Our committee identified three immediate factors behind the rise of public distrust. The first involves the soaring price of higher education in the United States, along with the perception that college, graduate, and professional school are no longer worth the money and sacrifice they demand. The second focuses on the college admissions system—specifically, the question of who gets in and why. The third includes an array of issues about what is said and taught on university campuses, including matters of free speech, political bias, and self-censorship. We also found important problems related to trust within the university itself, including concerns that grade inflation, new technologies, and bureaucratic expansion have undermined the university’s academic mission.
And here is an important point that bears repeating: complicated, opaque schemes bread distrust. From the NY Times:
For example, Yale and many other schools now rely on a model that regularly dilutes high tuition prices with generous aid packages. Although many students pay nowhere near sticker prices, the committee wrote that the approach had exacted “a disastrous impact on public trust.”
“By its nature, the system is complicated, unpredictable, secretive and highly variable,” the report said. “These factors tend to reduce trust rather than increase it.”
The same thing has happened in American health care, with the crazy-quilt system of charges and costs driving the overall lack of trust in medicine.
Here's an interesting paragraph on the issue of free speech:
Yale’s data suggests that self-censorship is a real problem. In a 2025 survey by the university, nearly a third of undergraduate respondents disagreed with the statement that “I feel free to express my political beliefs on campus,” up from 17 percent in 2015. Students who selfidentified as conservative reported lower rates of comfort, but discomfort appears to be rising across the spectrum. A recent Buckley Institute survey suggested that more than half of college students nationwide feel “intimidated in sharing their opinions, ideas, or beliefs in class.” Meanwhile, post-doctoral fellows and international students at Yale report that they now hesitate to speak out, even about their own research, for fear of government retaliation.
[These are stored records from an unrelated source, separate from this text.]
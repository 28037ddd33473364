//! Streaming chat harness for hosted language models.
//!
//! A streaming inference call yields a sequence of event frames. This crate
//! decodes each frame ([`event`]), folds the sequence into a live text feed
//! and a finalized [`ChatResponse`] ([`aggregate`]), and threads the results
//! through an append-only [`Transcript`] ([`conversation`]).
//!
//! # Usage (Anthropic)
//!
//! ```no_run
//! use std::io::Write as _;
//! use std::sync::Arc;
//!
//! use chat_stream_harness::prelude::*;
//! use chat_stream_harness::vendors::anthropic::AnthropicProvider;
//!
//! # #[tokio::main(flavor = "current_thread")]
//! # async fn main() -> Result<(), HarnessError> {
//! let client = ChatClient::builder()
//!     .frame_source(Arc::new(AnthropicProvider::from_env()?))
//!     .model("claude-3-haiku-20240307")
//!     .build()?;
//!
//! let mut conversation = Conversation::new(client, RequestDefaults::default());
//! let reply = conversation
//!     .send_turn(Turn::user_text("Say hello"), |fragment| {
//!         print!("{fragment}");
//!         let _ = std::io::stdout().flush();
//!     })
//!     .await?;
//! println!("\n[{:?}]", reply.stop_reason);
//! # Ok(())
//! # }
//! ```

/// Stream aggregation into a finalized response.
pub mod aggregate;
/// Client entry point and builder.
pub mod client;
/// Conversation turns, content blocks and the transcript.
pub mod content;
/// Multi-turn conversation state.
pub mod conversation;
/// Public error types.
pub mod errors;
/// Event frame decoding.
pub mod event;
/// Image loading and base64 encoding.
pub mod image;
/// Model and provider identifiers plus run options.
pub mod model;
/// Logging setup.
pub mod observability;
/// Common imports for typical usage.
pub mod prelude;
/// The frame source contract implemented by vendor integrations.
pub mod provider;
/// Request body types.
pub mod request;
/// Channel-based streaming handle and cancellation handle.
pub mod run;
/// Normalized public stream events.
pub mod stream;
/// Vendor-specific frame sources.
pub mod vendors;

pub use aggregate::{ChatResponse, StreamAggregator, Usage, aggregate};
pub use client::{ChatClient, ChatClientBuilder};
pub use content::{ContentBlock, ImageSource, Role, Transcript, Turn};
pub use conversation::Conversation;
pub use errors::{DecodeError, HarnessError, ProviderError, RunFailure};
pub use event::{StreamRecord, decode_frame};
pub use model::{ModelRef, ProviderId, RunOptions};
pub use provider::{FrameRequest, FrameSource, FrameStream};
pub use request::{ChatRequest, RequestDefaults};
pub use run::{AbortHandle, ChatStream};
pub use stream::StreamEvent;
I think this is a hard problem because here the university only reflects the broader society. We just have fewer consensus beliefs and more issues of intense political disagreement than we had when I was in college. Many professors try to create a space for disagreement within their classrooms, but on the other hand most subscribe to some limits, and where to draw the line is just hard; given the ambiguity, many students might feel silenced even when their beliefs would be widely accepted. But it never hurts to try!
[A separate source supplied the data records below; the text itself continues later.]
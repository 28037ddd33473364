use chat_stream_harness::errors::HarnessError;
use thiserror::Error;

#[derive(Debug, Error)]
pub enum CliError {
    #[error("terminal i/o failed: {0}")]
    Io(#[from] std::io::Error),
    #[error(transparent)]
    Harness(#[from] HarnessError),
}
But as I always say, the root of the problem is the lack of any agreement on what universities are supposed to teach, and what a university degree is supposed to mean. The range of topics taken up in the report, the authors say,
revealed another challenge related to declining trust: widespread uncertainty about the fundamental purpose and mission of higher education. Trust is earned by doing what you say you’re going to do—and, ideally, doing it well. In recent years, however, universities have been expected to be all things to all people: selective but inclusive, affordable but luxurious, meritocratic but equitable. Rather than build public support, this diffusion of purpose has contributed to distrust. Without a clear mission and purpose, it becomes difficult to judge whether colleges and universities are living up to their fundamental commitments.
Is it ever.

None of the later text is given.